Thomas Sowell on Public Ignorance and the Financial Crisis:

The Reason website has an interview with economist Thomas Sowell about his forthcoming book on the financial crisis. Sowell makes several good points, including one about public ignorance of economics:

Reason: What do crisis like this, and public reaction, say about general public understanding of economics?

Sowell: I think in the U.S. and in most of the world the public understanding of economics is abysmal. But it's one thing not to understand something. I don't understand brain surgery. It's another to want to form policies on things on which you are ignorant. I hear the wonderful phrase "I want to make a difference" when it comes to policy. I would be horrified if I wanted to make a difference in brain surgery. The only difference is more people would die on the operating table.

The only encouraging thing about public reaction to the crisis is that going by polls citizens seem to have more misgivings about some of these policies than politicians or the media. Still, though there have been studies that indicate the New Deal prolonged the Great Depression by years, what is also clear is it was enormously popular. FDR was elected four straight times, and more than once without ever having brought unemployment down to single digits. An economic disaster does not necessarily mean a political disaster.

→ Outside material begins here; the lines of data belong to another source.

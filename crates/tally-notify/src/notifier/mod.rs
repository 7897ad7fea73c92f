//! Subscriber registry and change broadcast.
//!
//! [`ChangeNotifier`] is the single authority for "something changed": it owns
//! the last-change timestamp and fans change events out to every registered
//! [`Subscription`].

mod manager;
mod subscription;

pub use manager::{ChangeNotifier, NotifierConfig, SharedNotifier};
pub use subscription::{ClientInfo, SubscriberEntry, SubscriberId, Subscription, Transport};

If we could raise the average level of understanding of economics to what [prominent 19th century economist] Alfred Marshall had in 1890, the vast majority of politicians would be voted out of office.

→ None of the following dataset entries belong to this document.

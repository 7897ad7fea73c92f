//! Session-token verification.
//!
//! Subscription endpoints resolve a bearer token to the user it was issued
//! for through a [`TokenVerifier`]. The bundled implementation checks JWTs
//! signed with a shared secret, which is what the hosted auth provider
//! issues to the front end.

mod jwt_verifier;

pub use jwt_verifier::{JwtClaims, JwtVerifier};

use thiserror::Error;

/// Authentication failures. Always surfaced as 401 and never retried.
#[derive(Debug, Error)]
pub enum AuthError {
    #[error("no token provided")]
    MissingToken,

    #[error("invalid token: {0}")]
    InvalidToken(String),
}

/// The user a token was issued for.
#[derive(Debug, Clone, PartialEq, Eq)]
pub struct UserIdentity {
    pub user_id: String,
    pub email: Option<String>,
}

/// Resolves a bearer token to a user.
pub trait TokenVerifier: Send + Sync {
    fn verify(&self, token: &str) -> Result<UserIdentity, AuthError>;
}

/// Strip an optional `Bearer ` prefix.
pub fn strip_bearer(token: &str) -> &str {
    token
        .strip_prefix("Bearer ")
        .or_else(|| token.strip_prefix("bearer "))
        .unwrap_or(token)
        .trim()
}
//! Change events pushed to subscribers and the row changes they are built from.

use std::fmt;

use serde::{Deserialize, Serialize};
use serde_json::Value;

/// Message sent to a subscriber once its stream is open.
pub const CONNECTED_MESSAGE: &str = "Connection established";

/// Kind of message carried on a subscription stream.
#[derive(Debug, Clone, Copy, PartialEq, Eq, Serialize, Deserialize)]
#[serde(rename_all = "lowercase")]
pub enum EventKind {
    /// Acknowledgement sent once when the stream opens.
    Connected,
    /// Something changed upstream.
    Update,
}

impl EventKind {
    /// Wire name, also used as the SSE `event:` field.
    pub fn as_str(&self) -> &'static str {
        match self {
            EventKind::Connected => "connected",
            EventKind::Update => "update",
        }
    }
}

impl fmt::Display for EventKind {
    fn fmt(&self, f: &mut fmt::Formatter<'_>) -> fmt::Result {
        f.write_str(self.as_str())
    }
}

/// Row-level operation reported by the upstream change feed.
#[derive(Debug, Clone, Copy, Default, PartialEq, Eq, Serialize, Deserialize)]
#[serde(rename_all = "lowercase")]
pub enum RowOperation {
    #[serde(alias = "INSERT", alias = "Insert")]
    Insert,
    #[default]
    #[serde(alias = "UPDATE", alias = "Update")]
    Update,
    #[serde(alias = "DELETE", alias = "Delete")]
    Delete,
    /// Statement-level; never carries a row.
    #[serde(alias = "TRUNCATE", alias = "Truncate")]
    Truncate,
}

/// An ephemeral notification. Never persisted, never replayed.
#[derive(Debug, Clone, PartialEq, Serialize, Deserialize)]
pub struct ChangeEvent {
    pub kind: EventKind,
    /// Table or topic the change belongs to.
    #[serde(default, skip_serializing_if = "Option::is_none")]
    pub subject: Option<String>,
    #[serde(default, skip_serializing_if = "Option::is_none")]
    pub operation: Option<RowOperation>,
    /// The changed row, when the source provided one.
    #[serde(default, skip_serializing_if = "Option::is_none")]
    pub payload: Option<Value>,
    #[serde(default, skip_serializing_if = "Option::is_none")]
    pub message: Option<String>,
}

impl ChangeEvent {
    /// The acknowledgement a transport sends right after registering.
    pub fn connected() -> Self {
        Self {
            kind: EventKind::Connected,
            subject: None,
            operation: None,
            payload: None,
            message: Some(CONNECTED_MESSAGE.to_string()),
        }
    }

    /// A bare update notification.
    pub fn update() -> Self {
        Self {
            kind: EventKind::Update,
            subject: None,
            operation: None,
            payload: None,
            message: None,
        }
    }

    pub fn with_subject(mut self, subject: impl Into<String>) -> Self {
        self.subject = Some(subject.into());
        self
    }

    pub fn with_operation(mut self, operation: RowOperation) -> Self {
        self.operation = Some(operation);
        self
    }

    pub fn with_payload(mut self, payload: Value) -> Self {
        self.payload = Some(payload);
        self
    }
}

/// A normalized row change from the upstream database.
///
/// Deserializes from the body a database webhook or `pg_notify` trigger
/// emits:
///
/// ```json
/// { "type": "INSERT", "table": "items", "schema": "public",
///   "record": { "barcode": "4800016", "name": "Sardines" }, "old_record": null }
/// ```
///
/// A change without a table is a generic "something changed" signal.
#[derive(Debug, Clone, Default, PartialEq, Serialize, Deserialize)]
pub struct RowChange {
    #[serde(default, skip_serializing_if = "Option::is_none")]
    pub table: Option<String>,
    #[serde(rename = "type", default)]
    pub operation: RowOperation,
    #[serde(default, skip_serializing_if = "Option::is_none")]
    pub schema: Option<String>,
    #[serde(default, skip_serializing_if = "Option::is_none")]
    pub record: Option<Value>,
    #[serde(default, skip_serializing_if = "Option::is_none")]
    pub old_record: Option<Value>,
}

impl RowChange {
    /// Create a change for a table with no row data.
    pub fn new(table: impl Into<String>, operation: RowOperation) -> Self {
        Self {
            table: Some(table.into()),
            operation,
            ..Default::default()
        }
    }

    pub fn with_record(mut self, record: Value) -> Self {
        self.record = Some(record);
        self
    }

    pub fn with_old_record(mut self, old_record: Value) -> Self {
        self.old_record = Some(old_record);
        self
    }

    /// Convert into the update event broadcast to subscribers.
    ///
    /// Deletes carry the old row since there is no new one.
    pub fn into_event(self) -> ChangeEvent {
        let payload = match self.operation {
            RowOperation::Delete => self.old_record.or(self.record),
            RowOperation::Insert | RowOperation::Update => self.record,
            RowOperation::Truncate => None,
        };

        ChangeEvent {
            kind: EventKind::Update,
            subject: self.table,
            operation: Some(self.operation),
            payload: payload.filter(|value| !value.is_null()),
            message: None,
        }
    }
}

I would add that public policy would be greatly improved if the average voter understood what Adam Smith knew about economics when he published The Wealth of Nations back in 1776. Reinforcing one of Sowell's points, I discussed how some politically popular New Deal programs helped prolong the Depression here and here. As Sowell suggests, the interesting thing about these programs is not just that they had extremely harmful effects, but that their authors didn't suffer any political punishment as a result - in part because most voters lacked the economic knowledge to understand what was happening.